San Francisco Bay Guardian, July 10, 2012
Shopping malls filled with national chain stores and restaurants are in many respects the antithesis of San Francisco. They’re the bane of any metropolis that strives to be unique and authentic. And those just happen to be qualities that make tourism this city’s number one industry. The logic of modern capitalism, and its relentless growth into new markets, has already placed a Target or a Walmart, and a Nordstrom, Macy’s, Ross, or a JCPenney — along with a bevy of Starbucks, Applebee’s, Jamba Juice, and McDonald’s and myriad other formulaic corporate eateries — in just about every town in the country.
Do people really need them here, too? And in a city renowned worldwide for its scenic beauty and temperate (albeit sometimes foggy) climate, do people want to shop in the enclosed, climate-controlled malls popularized in the small or suburban towns that many residents came here to escape?
San Francisco isn’t alone in allowing national chains to increasingly dominate commercial spaces. In fact, Stacy Mitchell, a researcher with the Institute for Local Self-Reliance, said that until recently San Francisco was one of the best big US cities in controlling the proliferation of chain stores.
But the city has lost ground since its anti-chain high water mark in 2007, when voters approved Proposition G, which expanded the controls on formula retail outlets — generally requiring them to get a conditional use permit and go through public hearings — that the Board of Supervisors had approved in 2004.
Those controls are only as good as the political will to reject a permit application, and that doesn’t happen very often. A memo prepared last July for the Planning Commission — entitled “Informational Presentation on the Status of Formula Retail Controls” — found that of the 31 formula retails applications the city received since 2007, just three were rejected by the commission, six were withdrawn, and 22 were approved.
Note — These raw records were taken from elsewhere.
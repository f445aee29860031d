//! Tiered duplicate detection.
//!
//! Strict priority order, first match wins, no accumulation across
//! tiers: exact Greek (high), lemma (medium), English gloss (low),
//! then none. The same ladder runs against the persistent deck index,
//! against the deck itself (self-check), and against ephemeral
//! in-batch indexes for candidate self-duplicates.

use crate::deck::{DeckIndex, NoteId, gloss_key};
use crate::detect::types::{
    CandidateCard, DetectionResult, MatchReason, SelfDuplicate, WarningLevel,
};
use crate::lemma::LemmaProvider;
use crate::normalize::normalize_for_match;
use std::collections::{BTreeMap, BTreeSet, HashMap};
use tracing::instrument;

/// The three matching keys derived from one card.
struct CardKeys {
    greek: String,
    lemma: String,
    gloss: String,
}

impl CardKeys {
    fn derive(front: &str, back: &str, lemmas: &LemmaProvider) -> Self {
        let greek = normalize_for_match(front);
        let lemma = if front.is_empty() {
            String::new()
        } else {
            normalize_for_match(&lemmas.best_lemma(front))
        };
        Self {
            greek,
            lemma,
            gloss: gloss_key(back),
        }
    }
}

/// Resolves the tier ladder over pre-computed hit lists.
///
/// Hit lists arrive already sorted and already excluding any self-match;
/// the first non-empty tier wins.
fn resolve_tiers(
    exact_hits: Vec<String>,
    lemma_hits: Vec<String>,
    gloss_hits: Vec<String>,
) -> (WarningLevel, MatchReason, String) {
    if !exact_hits.is_empty() {
        return (
            WarningLevel::High,
            MatchReason::ExactGreekMatch,
            exact_hits.join(","),
        );
    }
    if !lemma_hits.is_empty() {
        return (
            WarningLevel::Medium,
            MatchReason::LemmaMatch,
            lemma_hits.join(","),
        );
    }
    if !gloss_hits.is_empty() {
        return (
            WarningLevel::Low,
            MatchReason::EnglishGlossMatch,
            gloss_hits.join(","),
        );
    }
    (WarningLevel::None, MatchReason::NoMatch, String::new())
}

/// Collects deck hits for a key, excluding `exclude` when given.
fn deck_hits(
    ids: Option<&BTreeSet<NoteId>>,
    key: &str,
    exclude: Option<&NoteId>,
) -> Vec<String> {
    if key.is_empty() {
        return Vec::new();
    }
    ids.map(|set| {
        set.iter()
            .filter(|&id| exclude != Some(id))
            .map(|id| id.as_str().to_string())
            .collect()
    })
    .unwrap_or_default()
}

/// Checks each candidate against the reference deck.
///
/// Results preserve input order; one result per candidate, always.
#[instrument(skip_all, fields(candidates = candidates.len(), deck_notes = deck.len()))]
#[must_use]
pub fn analyze_candidates(
    candidates: &[CandidateCard],
    deck: &DeckIndex,
    lemmas: &LemmaProvider,
) -> Vec<DetectionResult> {
    let results: Vec<DetectionResult> = candidates
        .iter()
        .map(|card| {
            let keys = CardKeys::derive(&card.front, &card.back, lemmas);
            let (level, reason, ids) = resolve_tiers(
                deck_hits(deck.exact_matches(&keys.greek), &keys.greek, None),
                deck_hits(deck.lemma_matches(&keys.lemma), &keys.lemma, None),
                deck_hits(deck.gloss_matches(&keys.gloss), &keys.gloss, None),
            );
            DetectionResult {
                front: card.front.clone(),
                back: card.back.clone(),
                tags: card.tags.clone(),
                normalized_greek: keys.greek,
                lemma: keys.lemma,
                warning_level: level,
                match_reason: reason,
                matched_note_ids: ids,
            }
        })
        .collect();

    let duplicates = results.iter().filter(|r| r.is_duplicate()).count();
    tracing::debug!(duplicates, total = results.len(), "analyzed candidate batch");
    results
}

/// Self-checks the reference deck against its own indexes.
///
/// Each note's own id is excluded from every tier's hit set before the
/// emptiness check, so a note whose exact set contains only itself can
/// still match a lower tier. Only notes with a non-none tier produce a
/// result.
#[instrument(skip_all, fields(deck_notes = deck.len()))]
#[must_use]
pub fn analyze_deck_internal(deck: &DeckIndex, lemmas: &LemmaProvider) -> Vec<DetectionResult> {
    let mut results = Vec::new();

    for note in deck.notes() {
        let keys = CardKeys::derive(&note.greek_text, &note.english_text, lemmas);
        let own = Some(&note.note_id);
        let (level, reason, ids) = resolve_tiers(
            deck_hits(deck.exact_matches(&keys.greek), &keys.greek, own),
            deck_hits(deck.lemma_matches(&keys.lemma), &keys.lemma, own),
            deck_hits(deck.gloss_matches(&keys.gloss), &keys.gloss, own),
        );
        if level == WarningLevel::None {
            continue;
        }
        results.push(DetectionResult {
            front: note.greek_text.clone(),
            back: note.english_text.clone(),
            tags: String::new(),
            normalized_greek: keys.greek,
            lemma: keys.lemma,
            warning_level: level,
            match_reason: reason,
            matched_note_ids: ids,
        });
    }

    tracing::debug!(duplicates = results.len(), "deck self-check complete");
    results
}

/// Finds duplicates within the candidate batch itself.
///
/// Builds three ephemeral indexes keyed by batch row index with the same
/// key derivation as the deck index, then runs the tier ladder per
/// candidate with its own row excluded. Reported row numbers are
/// 1-indexed relative to the original input including the header row
/// (row index + 2).
#[instrument(skip_all, fields(candidates = candidates.len()))]
#[must_use]
pub fn analyze_self_duplicates(
    candidates: &[CandidateCard],
    lemmas: &LemmaProvider,
) -> BTreeMap<usize, SelfDuplicate> {
    let keys: Vec<CardKeys> = candidates
        .iter()
        .map(|card| CardKeys::derive(&card.front, &card.back, lemmas))
        .collect();

    let mut exact: HashMap<&str, BTreeSet<usize>> = HashMap::new();
    let mut lemma: HashMap<&str, BTreeSet<usize>> = HashMap::new();
    let mut gloss: HashMap<&str, BTreeSet<usize>> = HashMap::new();
    for (row, key) in keys.iter().enumerate() {
        if !key.greek.is_empty() {
            exact.entry(&key.greek).or_default().insert(row);
        }
        if !key.lemma.is_empty() {
            lemma.entry(&key.lemma).or_default().insert(row);
        }
        if !key.gloss.is_empty() {
            gloss.entry(&key.gloss).or_default().insert(row);
        }
    }

    let batch_hits = |index: &HashMap<&str, BTreeSet<usize>>, key: &str, own: usize| {
        if key.is_empty() {
            return Vec::new();
        }
        index
            .get(key)
            .map(|rows| {
                rows.iter()
                    .filter(|&&row| row != own)
                    .map(|row| (row + 2).to_string())
                    .collect()
            })
            .unwrap_or_default()
    };

    let mut matches = BTreeMap::new();
    for (row, key) in keys.iter().enumerate() {
        let (level, reason, rows) = resolve_tiers(
            batch_hits(&exact, &key.greek, row),
            batch_hits(&lemma, &key.lemma, row),
            batch_hits(&gloss, &key.gloss, row),
        );
        if level == WarningLevel::None {
            continue;
        }
        matches.insert(
            row,
            SelfDuplicate {
                level,
                reason,
                rows,
            },
        );
    }

    tracing::debug!(duplicates = matches.len(), "batch self-duplicate check complete");
    matches
}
It’s gotten even worse since then, as the two Targets and other chains have been courted and embraced by Mayor’s Lee’s administration, whose key representatives didn’t respond to Guardian interview requests by press time.
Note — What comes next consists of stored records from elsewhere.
//! Optional per-card analyses layered on top of duplicate detection.
//!
//! Each analysis produces an independent record attached to the base
//! detection result; disabling a feature simply leaves its attachment
//! absent.

pub mod cloze;
pub mod context;
pub mod recommend;
pub mod tags;

pub use cloze::{ClozeAnalysis, ClozeQuality, analyze_cloze_card};
pub use context::{ContextAnalysis, ContextLevel, ContextRecommendation, classify_context};
pub use recommend::{ClozeRecommendation, ClozeType, recommend_cloze};
pub use tags::{TagAnalysis, TagSchema, format_tags, parse_tags};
Mitchell said it’s not nearly as bad in San Francisco as it is in Chicago, New York City, New Orleans, and other iconic US cities whose commercial spaces have been flooded with chains since the recession began.
“It’s nothing compared to the no-holds-barred stuff going on in New York City right now,” Mitchell said. “Walking down Broadway now is like a repeating loop of the stores you just saw further up the street.”
It isn’t that these cities are actively courting the national chains in most cases. It’s just that in the absence of strong local controls, developers and large commercial landlords just prefer to deal with chains, for a variety of reasons.
“If you’re just going with the flow of what developers are doing,” she said, “you always end up with national chains.”
And that’s what San Francisco has started to do.
Mitchell said there are two main ways in which malls favor national chains over local businesses. In addition to the relationship between mall brokers and national chains, malls are often built with financing from financial institutions that require certain repayment guarantees.
“What they want to see are credit-worthy clients signed onto those places, and that means national chains with a credit rating from Standard & Poors,” Mitchell said, noting how that “automatically locks out” most local businesses.
Cornell also noted that national chains have already figured out how to maximize their efficiency, which keeps their costs down even though that often comes in the form of fewer employees with lower pay — and less reliance on local suppliers, accountants, attorneys, and other professionals — which ends up hurting the local economy. In fact, big chains suck money out of the city and back to corporate headquarters.
“All those people are making money and spending money here, so you have to look at the full circle,” Cornell said.
Mitchell said there are often simple solutions to the problem. For example, she said that city officials in Austin, Texas recently required the developer of a large shopping mall to set aside a certain percentage of the units for locally owned businesses.
So rather than hiring a national broker to find tenants, the developer hired a local broker to contact successful independent businesses in the area who might be interested in expanding, and the project ended up greatly exceeding the city’s minimum requirements.
Mechanisms like that, or like the formula retail controls pioneered in San Francisco, give her some hope. But she said, “Whether the counter-trends will be enough to counter the dominant trend, I don’t know.”
“The recession has created a climate of desperation where cities are more easily swayed by the jobs argument,” Mitchell said, noting the falsity of those arguments by pointing to studies showing that the arrival of chain stores in cities usually creates a net loss in employment. Finally, supporters of chain stores say the cash-strapped city needs the property and sales tax revenue “Because they say they’ll produce a lot sales tax revenue, they’re going to get away with all kinds of shit,” Cornell said, arguing that shouldn’t justify city policies that favor big corporations, such as tax breaks and publicly financed infrastructure. “I certainly don’t think [city officials] should be giving them any advantages.” There are few simple solutions to the complex and interconnected problems that result from the malling of San Francisco and other cities. It’s really a question of balance — and the answer of whether San Francisco can regain its balance has yet to be answered. “Given the mayor’s approach to economic development, it’s inevitable that we’ll have more coming into the city,” Sup. Mar said. “But the ’50s car culture, and the model of malls that came in the ’60s, don’t build communities or strong neighborhoods.”